The Convention of Cintra (or Sintra) was an agreement signed on 30 August 1808, during the Peninsular War. By the agreement, the defeated French were allowed to evacuate their troops from Portugal without further conflict. The Convention was signed at the Palace of Queluz, in Queluz, Cintra, Estremadura.

The French forces under Jean-Andoche Junot were defeated by the Anglo-Portuguese forces commanded by Sir Arthur Wellesley at Vimeiro on 21 August and found themselves almost cut off from retreat. However, at that moment, Wellesley was superseded by the arrival of Sir Harry Burrard and then the next day by Sir Hew Dalrymple. Both were cautious old men who had seen little recent fighting; rather than push the French, they were satisfied to open negotiations. Wellesley had sought to take control of the Torres Vedras area high ground and cut the French retreat with his unused reserve, but he was ordered to hold. Talks between Dalrymple and François Kellerman led to the signing of the Convention.

Dalrymple allowed terms for Portugal similar to those a garrison might receive for surrendering a fortress. The 20,900 French soldiers were evacuated from Portugal with all their equipment and 'personal property' (which may have included looted Portuguese valuables) by the British Navy. They were transported to Rochefort, France. Junot arrived there on 11 October. Avoiding all Spanish entanglements and getting free transport meant the French travelled loaded, not light like a defeated garrison marching to their own lines.

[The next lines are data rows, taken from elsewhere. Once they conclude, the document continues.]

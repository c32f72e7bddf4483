//! Runtime values of types not known until run time.

use std::{
	any::{self, Any},
	cell::RefCell,
	rc::Rc,
};

use crate::{Error, Result};

/// A value which can occupy a polymorphic slot.
///
/// Implemented for every `'static` type. Provides what the registry needs to
/// find a codec for a value whose static type has been erased.
///
/// NB: Call these methods on a `&dyn Object`, not on an `Rc<dyn Object>`.
/// `Rc<dyn Object>` is itself `'static`, so is also an `Object`, and
/// `rc.type_name()` reports `Rc<dyn Object>` rather than the concrete type.
pub trait Object: Any {
	fn as_any(&self) -> &dyn Any;

	fn into_any_rc(self: Rc<Self>) -> Rc<dyn Any>;

	/// Name of the concrete Rust type, for diagnostics.
	fn type_name(&self) -> &'static str;
}

impl<T: Any> Object for T {
	#[inline]
	fn as_any(&self) -> &dyn Any {
		self
	}

	#[inline]
	fn into_any_rc(self: Rc<Self>) -> Rc<dyn Any> {
		self
	}

	#[inline]
	fn type_name(&self) -> &'static str {
		any::type_name::<T>()
	}
}

/// Non-null value of any registered type.
///
/// Identity (for reference tracking) is the address of the `Rc`'s allocation.
pub type AnyRef = Rc<dyn Object>;

/// Reference-tracked value of a known type.
///
/// `RefCell` allows a deserializer to bind an empty value to its reference id
/// before reading its fields, so values can contain references to themselves.
pub type Shared<T> = Rc<RefCell<T>>;

/// Heterogeneous list. Registered as built-in type `LIST` in its shared form
/// `Shared<List>`.
pub type List = Vec<Option<AnyRef>>;

/// Wrap `value` in a [`Shared`].
#[inline]
pub fn shared<T>(value: T) -> Shared<T> {
	Rc::new(RefCell::new(value))
}

/// Wrap `value` as an [`AnyRef`].
#[inline]
pub fn any_ref<T: Any>(value: T) -> AnyRef {
	Rc::new(value)
}

/// Erase a [`Shared`]'s type. The result has the same identity.
#[inline]
pub fn erase<T: Any>(value: &Shared<T>) -> AnyRef {
	value.clone()
}

/// Get address identifying `value`'s allocation.
#[inline]
pub(crate) fn identity(value: &AnyRef) -> usize {
	Rc::as_ptr(value) as *const () as usize
}

/// Downcast an [`AnyRef`] to a concrete `Rc<T>`.
///
/// Errors with [`Error::TypeMismatch`] if value is not a `T`.
pub fn downcast<T: Any>(value: AnyRef) -> Result<Rc<T>> {
	let found = (*value).type_name();
	Object::into_any_rc(value)
		.downcast::<T>()
		.map_err(|_| Error::type_mismatch(any::type_name::<T>(), found))
}
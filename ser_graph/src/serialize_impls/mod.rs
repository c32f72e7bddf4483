#[cfg(feature = "num_bigint")]
mod bigint;
mod other;
mod primitives;
mod ptrs;
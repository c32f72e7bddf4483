use proc_macro2::TokenStream;
use quote::{quote, quote_spanned};
use syn::{spanned::Spanned, DataStruct, Fields, Generics, Ident, Index};

use crate::{deserialize_field, get_with, serialize_field};

pub fn derive_struct(
	data: DataStruct,
	ident: &Ident,
	generics: &Generics,
	generics_for_impl: &Generics,
) -> TokenStream {
	let (field_stmts, construct) = match &data.fields {
		Fields::Named(fields) => {
			let stmts = fields
				.named
				.iter()
				.map(|field| {
					let field_name = field.ident.as_ref().expect("Missing field name");
					let stmt = serialize_field(quote! {&self.#field_name}, field);
					quote_spanned! {field.span()=> #stmt }
				})
				.collect::<Vec<_>>();
			let inits = fields
				.named
				.iter()
				.map(|field| {
					let field_name = field.ident.as_ref().expect("Missing field name");
					let value = deserialize_field(field);
					quote_spanned! {field.span()=> #field_name: #value }
				})
				.collect::<Vec<_>>();
			(stmts, quote! { Self { #(#inits),* } })
		}
		Fields::Unnamed(fields) => {
			let stmts = fields
				.unnamed
				.iter()
				.enumerate()
				.map(|(index, field)| {
					let index = Index::from(index);
					let stmt = serialize_field(quote! {&self.#index}, field);
					quote_spanned! {field.span()=> #stmt }
				})
				.collect::<Vec<_>>();
			let values = fields.unnamed.iter().map(deserialize_field).collect::<Vec<_>>();
			(stmts, quote! { Self(#(#values),*) })
		}
		Fields::Unit => (vec![], quote! { Self }),
	};

	// Size hint. Fields serialized via a proxy contribute nothing.
	let reserved_sizes = data
		.fields
		.iter()
		.filter(|field| get_with(field).is_none())
		.map(|field| {
			let ty = &field.ty;
			quote! { + <#ty as ::ser_graph::Serialize>::RESERVED_SPACE }
		})
		.collect::<Vec<_>>();

	let (impl_generics, _, _) = generics_for_impl.split_for_impl();
	let (_, type_generics, where_clause) = generics.split_for_impl();

	quote! {
		#[automatically_derived]
		impl #impl_generics ::ser_graph::Serialize for #ident #type_generics #where_clause {
			const RESERVED_SPACE: usize = 0 #(#reserved_sizes)*;

			#[allow(unused_variables)]
			fn serialize(&self, ser: &mut ::ser_graph::Serializer<'_>) -> ::ser_graph::Result<()> {
				#(#field_stmts)*
				Ok(())
			}

			#[allow(unused_variables)]
			fn deserialize(de: &mut ::ser_graph::Deserializer<'_, '_>) -> ::ser_graph::Result<Self> {
				Ok(#construct)
			}
		}
	}
}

The Convention was seen as a disgrace by many in the United Kingdom  who felt that a complete defeat of Junot had been transformed into a French escape, while Dalrymple had also ignored the Royal Navy's concern about a blockaded Russian squadron in Lisbon. The squadron was allowed to sail to Portsmouth, and eventually to return to Russia, despite the fact that Britain and Russia were at war.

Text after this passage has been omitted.